**AIM OF THE TASK**. Examine the records and identify each line that includes the string "await". Copy those lines.

**SOURCE DATA**.
*-*-*
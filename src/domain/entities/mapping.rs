//! Mapping entity: one live alias and the URL it redirects to.

/// A registered alias together with its target URL.
///
/// Mappings are created by a successful registration and destroyed by a
/// successful removal. There is no in-place update.
#[derive(Debug, Clone, PartialEq, Eq)]
pub struct Mapping {
    pub alias: String,
    pub target: String,
}

impl Mapping {
    pub fn new(alias: impl Into<String>, target: impl Into<String>) -> Self {
        Self {
            alias: alias.into(),
            target: target.into(),
        }
    }
}

impl From<(String, String)> for Mapping {
    fn from((alias, target): (String, String)) -> Self {
        Self { alias, target }
    }
}
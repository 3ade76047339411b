mod common;

use serde_json::Value;

#[tokio::test]
async fn test_health_endpoint_success() {
    let server = common::create_test_server(&["a", "b", "c"]);

    let response = server.get("/health").await;

    response.assert_status_ok();

    let json = response.json::<Value>();
    assert_eq!(json["status"], "healthy");
    assert_eq!(json["checks"]["directory"]["status"], "ok");
    assert_eq!(json["checks"]["directory"]["message"], "Aliases: 3");
    assert_eq!(json["checks"]["gate"]["message"], "Pending writes: 0");
}

#[tokio::test]
async fn test_health_endpoint_structure() {
    let server = common::create_test_server(&[]);

    let json = server.get("/health").await.json::<Value>();

    assert!(json.get("status").is_some());
    assert!(json.get("version").is_some());
    assert!(json["checks"].get("directory").is_some());
    assert!(json["checks"].get("gate").is_some());
}
//! Target URL validation.
//!
//! Targets are stored exactly as submitted; this module only decides whether a
//! string is an acceptable redirect destination.

use url::Url;

/// Reasons a target URL is rejected.
#[derive(Debug, thiserror::Error)]
pub enum TargetError {
    #[error("URL is required")]
    Missing,

    #[error("Invalid URL format: {0}")]
    InvalidFormat(String),

    #[error("URL must not contain control characters")]
    ControlCharacter,

    #[error("Only HTTP and HTTPS protocols are allowed")]
    UnsupportedProtocol,
}

/// Checks that `input` is an absolute URL with an `http` or `https` scheme.
///
/// Rejects relative references as well as `javascript:`, `data:`, `file:` and
/// every other scheme.
///
/// # Errors
///
/// - [`TargetError::Missing`] for an empty string
/// - [`TargetError::ControlCharacter`] for tabs, line breaks and other control
///   characters, which the URL parser would silently strip but a `Location`
///   header cannot carry
/// - [`TargetError::InvalidFormat`] for anything `url` cannot parse
/// - [`TargetError::UnsupportedProtocol`] for non-HTTP(S) schemes
pub fn validate_target(input: &str) -> Result<(), TargetError> {
    if input.is_empty() {
        return Err(TargetError::Missing);
    }

    if input.chars().any(char::is_control) {
        return Err(TargetError::ControlCharacter);
    }

    let url = Url::parse(input).map_err(|e| TargetError::InvalidFormat(e.to_string()))?;

    match url.scheme() {
        "http" | "https" => Ok(()),
        _ => Err(TargetError::UnsupportedProtocol),
    }
}
#![allow(dead_code)]

use alias_directory::api::handlers::health_handler;
use alias_directory::api::routes::directory_routes;
use alias_directory::application::gate::WriterPreferenceGate;
use alias_directory::infrastructure::memory::BTreeMapStore;
use alias_directory::state::AppState;
use axum::{Router, routing::get};
use axum_test::TestServer;
use std::sync::Arc;

/// State over a directory pre-populated with `aliases`, each targeting
/// `https://example.com/{alias}`.
pub fn create_test_state(aliases: &[&str]) -> AppState {
    let store: BTreeMapStore = aliases
        .iter()
        .map(|alias| (*alias, target_for(alias)))
        .collect();

    AppState::new(Arc::new(WriterPreferenceGate::new(store)))
}

pub fn target_for(alias: &str) -> String {
    format!("https://example.com/{alias}")
}

/// Router with every endpoint, without the path normalization wrapper.
pub fn create_test_router(state: AppState) -> Router {
    Router::new()
        .merge(directory_routes())
        .route("/health", get(health_handler))
        .with_state(state)
}

pub fn create_test_server(aliases: &[&str]) -> TestServer {
    TestServer::new(create_test_router(create_test_state(aliases))).unwrap()
}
*-*-*
**RESULT OF THE TASK**.
    let response = server.get("/health").await;
    let json = server.get("/health").await.json::<Value>();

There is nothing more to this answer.